======== SOURCE RECORDS

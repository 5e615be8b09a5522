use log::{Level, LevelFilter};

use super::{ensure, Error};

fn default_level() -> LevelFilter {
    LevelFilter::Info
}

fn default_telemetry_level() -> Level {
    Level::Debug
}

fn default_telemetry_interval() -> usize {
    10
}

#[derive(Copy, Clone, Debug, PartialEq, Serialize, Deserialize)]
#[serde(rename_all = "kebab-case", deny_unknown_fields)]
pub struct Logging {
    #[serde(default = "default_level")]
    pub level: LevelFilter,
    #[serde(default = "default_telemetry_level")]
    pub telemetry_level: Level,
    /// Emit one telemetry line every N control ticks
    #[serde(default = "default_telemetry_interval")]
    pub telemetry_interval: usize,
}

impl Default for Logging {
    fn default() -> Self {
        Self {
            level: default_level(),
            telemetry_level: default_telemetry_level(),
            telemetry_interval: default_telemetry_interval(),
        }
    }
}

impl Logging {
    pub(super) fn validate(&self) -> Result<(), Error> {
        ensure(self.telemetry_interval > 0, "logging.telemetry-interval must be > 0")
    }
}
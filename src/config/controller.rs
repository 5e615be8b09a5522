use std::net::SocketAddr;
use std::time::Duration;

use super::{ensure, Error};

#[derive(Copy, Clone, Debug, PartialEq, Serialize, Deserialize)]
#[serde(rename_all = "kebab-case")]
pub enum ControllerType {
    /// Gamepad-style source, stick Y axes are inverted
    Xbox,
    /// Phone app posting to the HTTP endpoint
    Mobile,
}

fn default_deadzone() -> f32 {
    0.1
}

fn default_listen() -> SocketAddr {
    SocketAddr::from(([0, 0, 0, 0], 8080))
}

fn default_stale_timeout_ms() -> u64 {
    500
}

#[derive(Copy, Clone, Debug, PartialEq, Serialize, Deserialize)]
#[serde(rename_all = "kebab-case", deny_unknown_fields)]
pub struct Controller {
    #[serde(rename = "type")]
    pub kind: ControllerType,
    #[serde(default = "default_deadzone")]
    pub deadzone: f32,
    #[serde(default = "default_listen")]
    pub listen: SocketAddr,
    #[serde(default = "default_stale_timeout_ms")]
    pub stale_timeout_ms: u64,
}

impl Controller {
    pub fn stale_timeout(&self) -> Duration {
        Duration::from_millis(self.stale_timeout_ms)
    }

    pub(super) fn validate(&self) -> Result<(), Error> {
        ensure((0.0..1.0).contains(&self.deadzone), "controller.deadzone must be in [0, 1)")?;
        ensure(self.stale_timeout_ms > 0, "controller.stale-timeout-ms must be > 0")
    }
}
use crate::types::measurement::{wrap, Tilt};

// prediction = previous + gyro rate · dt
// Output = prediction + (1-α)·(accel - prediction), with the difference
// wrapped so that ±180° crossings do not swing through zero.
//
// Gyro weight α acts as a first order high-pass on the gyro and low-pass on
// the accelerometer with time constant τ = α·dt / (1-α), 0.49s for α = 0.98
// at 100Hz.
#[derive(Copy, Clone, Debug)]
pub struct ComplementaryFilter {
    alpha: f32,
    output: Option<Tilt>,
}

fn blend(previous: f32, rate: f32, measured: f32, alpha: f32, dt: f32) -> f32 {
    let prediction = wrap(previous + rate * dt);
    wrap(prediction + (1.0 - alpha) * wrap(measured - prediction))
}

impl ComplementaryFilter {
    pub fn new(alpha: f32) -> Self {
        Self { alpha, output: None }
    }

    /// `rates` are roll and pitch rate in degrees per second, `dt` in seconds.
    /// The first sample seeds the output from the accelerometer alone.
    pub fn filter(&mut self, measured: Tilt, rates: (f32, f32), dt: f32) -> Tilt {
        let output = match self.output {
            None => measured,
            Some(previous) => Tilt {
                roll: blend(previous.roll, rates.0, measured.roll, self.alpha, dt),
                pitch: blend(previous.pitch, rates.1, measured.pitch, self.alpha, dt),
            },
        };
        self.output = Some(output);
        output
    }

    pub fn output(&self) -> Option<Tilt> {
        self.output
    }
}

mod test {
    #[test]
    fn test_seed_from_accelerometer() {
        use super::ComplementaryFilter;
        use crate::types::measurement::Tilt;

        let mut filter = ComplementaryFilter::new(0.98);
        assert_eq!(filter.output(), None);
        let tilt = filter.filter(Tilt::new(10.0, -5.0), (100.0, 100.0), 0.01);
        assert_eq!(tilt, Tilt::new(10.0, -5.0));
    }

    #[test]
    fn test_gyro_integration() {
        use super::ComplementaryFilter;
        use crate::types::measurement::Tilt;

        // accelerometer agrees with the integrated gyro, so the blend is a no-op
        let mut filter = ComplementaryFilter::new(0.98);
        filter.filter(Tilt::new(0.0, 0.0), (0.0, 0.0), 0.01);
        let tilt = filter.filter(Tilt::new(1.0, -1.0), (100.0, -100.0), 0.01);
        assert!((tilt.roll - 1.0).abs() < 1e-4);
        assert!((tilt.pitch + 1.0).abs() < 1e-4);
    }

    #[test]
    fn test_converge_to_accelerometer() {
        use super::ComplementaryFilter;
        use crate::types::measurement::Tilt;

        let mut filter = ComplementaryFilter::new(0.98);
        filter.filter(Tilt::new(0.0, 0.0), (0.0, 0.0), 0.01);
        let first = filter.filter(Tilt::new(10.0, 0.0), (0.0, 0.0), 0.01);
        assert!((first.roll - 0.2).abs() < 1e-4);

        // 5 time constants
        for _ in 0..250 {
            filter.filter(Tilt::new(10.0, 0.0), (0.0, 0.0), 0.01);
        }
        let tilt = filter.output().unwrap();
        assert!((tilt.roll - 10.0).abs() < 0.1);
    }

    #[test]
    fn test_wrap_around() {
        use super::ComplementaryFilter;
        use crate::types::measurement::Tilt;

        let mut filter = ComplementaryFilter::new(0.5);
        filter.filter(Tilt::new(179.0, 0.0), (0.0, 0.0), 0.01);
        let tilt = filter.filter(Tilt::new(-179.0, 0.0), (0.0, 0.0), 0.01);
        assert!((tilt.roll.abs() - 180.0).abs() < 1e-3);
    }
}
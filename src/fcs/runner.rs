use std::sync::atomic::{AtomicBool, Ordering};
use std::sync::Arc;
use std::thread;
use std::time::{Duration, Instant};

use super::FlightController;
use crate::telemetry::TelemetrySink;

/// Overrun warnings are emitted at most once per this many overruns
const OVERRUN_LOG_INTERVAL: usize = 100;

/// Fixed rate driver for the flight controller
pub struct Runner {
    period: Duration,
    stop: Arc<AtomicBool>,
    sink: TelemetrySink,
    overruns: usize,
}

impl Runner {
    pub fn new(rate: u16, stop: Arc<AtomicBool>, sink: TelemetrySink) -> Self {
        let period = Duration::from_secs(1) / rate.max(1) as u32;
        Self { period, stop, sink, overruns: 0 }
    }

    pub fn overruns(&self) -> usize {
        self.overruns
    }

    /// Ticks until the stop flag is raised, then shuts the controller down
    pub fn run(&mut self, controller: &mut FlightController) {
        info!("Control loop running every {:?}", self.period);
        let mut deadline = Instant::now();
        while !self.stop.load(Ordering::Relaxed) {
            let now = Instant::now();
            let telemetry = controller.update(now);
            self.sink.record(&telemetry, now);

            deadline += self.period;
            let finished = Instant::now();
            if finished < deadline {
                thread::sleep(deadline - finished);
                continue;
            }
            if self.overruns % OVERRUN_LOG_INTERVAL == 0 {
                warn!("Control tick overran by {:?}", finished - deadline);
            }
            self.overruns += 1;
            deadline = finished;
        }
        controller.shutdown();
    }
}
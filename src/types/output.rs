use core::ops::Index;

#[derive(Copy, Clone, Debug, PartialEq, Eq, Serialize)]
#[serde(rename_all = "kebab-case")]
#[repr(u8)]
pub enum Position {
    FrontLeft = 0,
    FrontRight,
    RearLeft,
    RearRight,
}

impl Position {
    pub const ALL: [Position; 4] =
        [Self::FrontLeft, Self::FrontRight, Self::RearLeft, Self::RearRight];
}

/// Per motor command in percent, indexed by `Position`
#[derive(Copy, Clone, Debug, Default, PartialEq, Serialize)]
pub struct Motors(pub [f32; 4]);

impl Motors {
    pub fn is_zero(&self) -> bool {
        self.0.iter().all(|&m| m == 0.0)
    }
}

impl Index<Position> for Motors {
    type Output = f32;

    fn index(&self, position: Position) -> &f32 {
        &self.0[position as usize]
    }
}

================

The answer is a single number, the count of lines in the records that contain the string "Option".

- _COMPLETED EXERCISE_:
2